“Repubblica- Palermo”
10.10.2012
PALERMO HA BISOGNO DI UNA MOSCHEA
ANCHE SENZA I MILIARDI DELLO SCEICCO
Accettare due miliardi di euro di investimenti da parte di uno sceicco islamico in cambio della costruzione di una moschea a Palermo sarebbe senz’altro un buon affare. Ma che tristezza se si dovesse dare l’impressione all’opinione pubblica che la nostra amministrazione comunale – in ultima analisi la nostra città – concede come merce di scambio un diritto fondamentale! Che amarezza se si dovesse poter ipotizzare, a torto o a ragione, che per avere una sinagoga o un tempio buddhista dobbiamo attendere che qualche miliardario ebreo o cinese atterri sull’isola per proporci l’affare!
So molto bene che convinzioni del genere non sono condivise da tutti. Solo tre giorni fa ho ricevuto la cortese telefonata di un lettore che mi chiedeva per quali ragioni dovremmo relativizzare “i sacri confini della patria” e praticare l’accoglienza, non solo morale ma addirittura materiale, di immigrati provenienti da altre civiltà. Sul momento ho saputo rispondere che non riuscirei ad accontentarmi di una piccola patria come l’Italia o la stessa Unione Europea e che, in quanto cittadino del mondo, sono convinto che i confini della patria coincidano con i confini del pianeta. Ma ci sono ragioni più oggettive e meditate per sostenere che una moschea a Palermo non è un optional.
Una prima ragione, di ordine generale, è che - come ricordava don Ernesto Balducci (di cui quest’anno si è celebrato il ventennio dalla morte) - le sfide del nostro tempo (dall’energia atomica alla manipolazione genetica del DNA, dai dissesti geologici all’inquinamento atmosferico) impongono una logica di solidarietà mondiale, rendono “realistica” l’utopia di una cooperazione internazionale. L’umanità è nella condizione oggettiva di salvarsi o perire complessivamente.

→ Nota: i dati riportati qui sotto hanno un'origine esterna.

//! Runtime values.

use std::borrow::Cow;
use std::collections::BTreeMap;
use std::fmt;

use serde::Serialize;

/// A dynamically-typed value.
///
/// `Undefined` is the absent marker produced by reading a missing key; it
/// never comes from a literal. Equality is strict: values of different
/// variants are never equal and `NaN` is not equal to itself.
#[derive(Debug, Clone, PartialEq, Serialize, Default)]
#[serde(untagged)]
pub enum Value {
    #[default]
    Undefined,
    Null,
    Bool(bool),
    Number(f64),
    String(String),
    Array(Vec<Value>),
    Object(BTreeMap<String, Value>),
}

impl Value {
    pub fn object<K, V>(entries: impl IntoIterator<Item = (K, V)>) -> Self
    where
        K: Into<String>,
        V: Into<Value>,
    {
        Value::Object(
            entries
                .into_iter()
                .map(|(k, v)| (k.into(), v.into()))
                .collect(),
        )
    }

    pub fn array<V: Into<Value>>(items: impl IntoIterator<Item = V>) -> Self {
        Value::Array(items.into_iter().map(Into::into).collect())
    }

    pub fn type_name(&self) -> &'static str {
        match self {
            Value::Undefined => "undefined",
            Value::Null => "null",
            Value::Bool(_) => "boolean",
            Value::Number(_) => "number",
            Value::String(_) => "string",
            Value::Array(_) => "array",
            Value::Object(_) => "object",
        }
    }

    pub fn is_undefined(&self) -> bool {
        matches!(self, Value::Undefined)
    }

    /// `null` or absent.
    pub fn is_nullish(&self) -> bool {
        matches!(self, Value::Null | Value::Undefined)
    }

    pub fn as_number(&self) -> Option<f64> {
        match self {
            Value::Number(n) => Some(*n),
            _ => None,
        }
    }

    pub fn as_bool(&self) -> Option<bool> {
        match self {
            Value::Bool(b) => Some(*b),
            _ => None,
        }
    }

    pub fn as_str(&self) -> Option<&str> {
        match self {
            Value::String(s) => Some(s),
            _ => None,
        }
    }

    pub fn as_array(&self) -> Option<&[Value]> {
        match self {
            Value::Array(items) => Some(items),
            _ => None,
        }
    }

    pub fn as_object(&self) -> Option<&BTreeMap<String, Value>> {
        match self {
            Value::Object(entries) => Some(entries),
            _ => None,
        }
    }

    /// Falsy values are `false`, `0`, `NaN`, `""`, `null` and absent.
    pub fn is_truthy(&self) -> bool {
        match self {
            Value::Undefined | Value::Null => false,
            Value::Bool(b) => *b,
            Value::Number(n) => *n != 0.0 && !n.is_nan(),
            Value::String(s) => !s.is_empty(),
            Value::Array(_) | Value::Object(_) => true,
        }
    }

    /// Strict, non-coercing equality.
    pub fn strict_eq(&self, other: &Value) -> bool {
        self == other
    }

    /// Numeric coercion used by arithmetic and relational operators.
    pub fn to_number(&self) -> f64 {
        match self {
            Value::Number(n) => *n,
            Value::Bool(true) => 1.0,
            Value::Bool(false) | Value::Null => 0.0,
            Value::String(s) => {
                let trimmed = s.trim();
                if trimmed.is_empty() {
                    0.0
                } else {
                    parse_numeric(trimmed)
                }
            }
            Value::Undefined | Value::Array(_) | Value::Object(_) => f64::NAN,
        }
    }

    /// Read `key` from this value.
    ///
    /// Objects are keyed by the string form of `key`. Arrays and strings take
    /// integral indexes and expose `length`. Everything else, and any missing
    /// key, yields `Undefined`. Callers reject `null` bases before this.
    pub fn member(&self, key: &Value) -> Cow<'_, Value> {
        match self {
            Value::Object(entries) => {
                let found = match key {
                    Value::String(name) => entries.get(name.as_str()),
                    other => entries.get(other.to_string().as_str()),
                };
                found.map_or(Cow::Owned(Value::Undefined), Cow::Borrowed)
            }
            Value::Array(items) => {
                if is_length(key) {
                    return Cow::Owned(Value::Number(items.len() as f64));
                }
                index_of(key)
                    .and_then(|i| items.get(i))
                    .map_or(Cow::Owned(Value::Undefined), Cow::Borrowed)
            }
            Value::String(s) => {
                if is_length(key) {
                    return Cow::Owned(Value::Number(s.chars().count() as f64));
                }
                let ch = index_of(key).and_then(|i| s.chars().nth(i));
                Cow::Owned(ch.map_or(Value::Undefined, |c| Value::String(c.to_string())))
            }
            _ => Cow::Owned(Value::Undefined),
        }
    }
}

/// Decimal text or `Infinity`, with an optional sign. `f64::from_str` also
/// takes `inf` and `nan`, which are not numbers here.
fn parse_numeric(text: &str) -> f64 {
    let unsigned = text.strip_prefix(['+', '-']).unwrap_or(text);
    if unsigned == "Infinity" {
        return if text.starts_with('-') {
            f64::NEG_INFINITY
        } else {
            f64::INFINITY
        };
    }
    if unsigned.chars().any(|c| c.is_alphabetic() && c != 'e' && c != 'E') {
        return f64::NAN;
    }
    text.parse().unwrap_or(f64::NAN)
}

fn is_length(key: &Value) -> bool {
    key.as_str() == Some("length")
}

/// Non-negative integral index, from a number or a canonical decimal string.
fn index_of(key: &Value) -> Option<usize> {
    match key {
        Value::Number(n) if n.fract() == 0.0 && *n >= 0.0 && *n <= usize::MAX as f64 => {
            Some(*n as usize)
        }
        Value::String(s) => {
            let canonical = s == "0" || (!s.starts_with('0') && !s.starts_with('+'));
            if canonical { s.parse().ok() } else { None }
        }
        _ => None,
    }
}

/// Formats a number the way it reads in source: `3` rather than `3.0`.
pub(crate) fn format_number(n: f64, f: &mut fmt::Formatter<'_>) -> fmt::Result {
    if n.is_nan() {
        f.write_str("NaN")
    } else if n.is_infinite() {
        f.write_str(if n > 0.0 { "Infinity" } else { "-Infinity" })
    } else if n == 0.0 {
        // Covers -0 as well.
        f.write_str("0")
    } else {
        write!(f, "{}", n)
    }
}

/// The string form used by `+` concatenation.
impl fmt::Display for Value {
    fn fmt(&self, f: &mut fmt::Formatter<'_>) -> fmt::Result {
        match self {
            Value::Undefined => f.write_str("undefined"),
            Value::Null => f.write_str("null"),
            Value::Bool(b) => write!(f, "{}", b),
            Value::Number(n) => format_number(*n, f),
            Value::String(s) => f.write_str(s),
            Value::Array(items) => {
                for (i, item) in items.iter().enumerate() {
                    if i > 0 {
                        f.write_str(",")?;
                    }
                    // Nullish elements print as empty.
                    if !item.is_nullish() {
                        write!(f, "{}", item)?;
                    }
                }
                Ok(())
            }
            Value::Object(_) => f.write_str("[object Object]"),
        }
    }
}

impl From<f64> for Value {
    fn from(n: f64) -> Self {
        Value::Number(n)
    }
}

impl From<f32> for Value {
    fn from(n: f32) -> Self {
        Value::Number(n as f64)
    }
}

impl From<i32> for Value {
    fn from(n: i32) -> Self {
        Value::Number(n as f64)
    }
}

impl From<i64> for Value {
    fn from(n: i64) -> Self {
        Value::Number(n as f64)
    }
}

impl From<u32> for Value {
    fn from(n: u32) -> Self {
        Value::Number(n as f64)
    }
}

impl From<usize> for Value {
    fn from(n: usize) -> Self {
        Value::Number(n as f64)
    }
}

impl From<bool> for Value {
    fn from(b: bool) -> Self {
        Value::Bool(b)
    }
}

impl From<&str> for Value {
    fn from(s: &str) -> Self {
        Value::String(s.to_string())
    }
}

impl From<String> for Value {
    fn from(s: String) -> Self {
        Value::String(s)
    }
}

impl<T: Into<Value>> From<Vec<T>> for Value {
    fn from(items: Vec<T>) -> Self {
        Value::array(items)
    }
}

impl<T: Into<Value>> From<Option<T>> for Value {
    fn from(value: Option<T>) -> Self {
        value.map_or(Value::Null, Into::into)
    }
}

impl From<BTreeMap<String, Value>> for Value {
    fn from(entries: BTreeMap<String, Value>) -> Self {
        Value::Object(entries)
    }
}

Una seconda ragione, di ordine più specifico, è che - come non si tanca di ribadire Hans Küng – non ci può essere pace nel pianeta se non c’è pace fra le religioni: esse sono delle bombe simboliche, ma non per questo meno pericolose sul piano pratico, che possono coinvolgere in eventuali deflagrazioni intere società. Spade a due tagli, possono fare molto bene o molto male: solo una conoscenza e uno scambio reciproco possono netralizzarne gli effetti negativi e valorizzarne le risorse positive.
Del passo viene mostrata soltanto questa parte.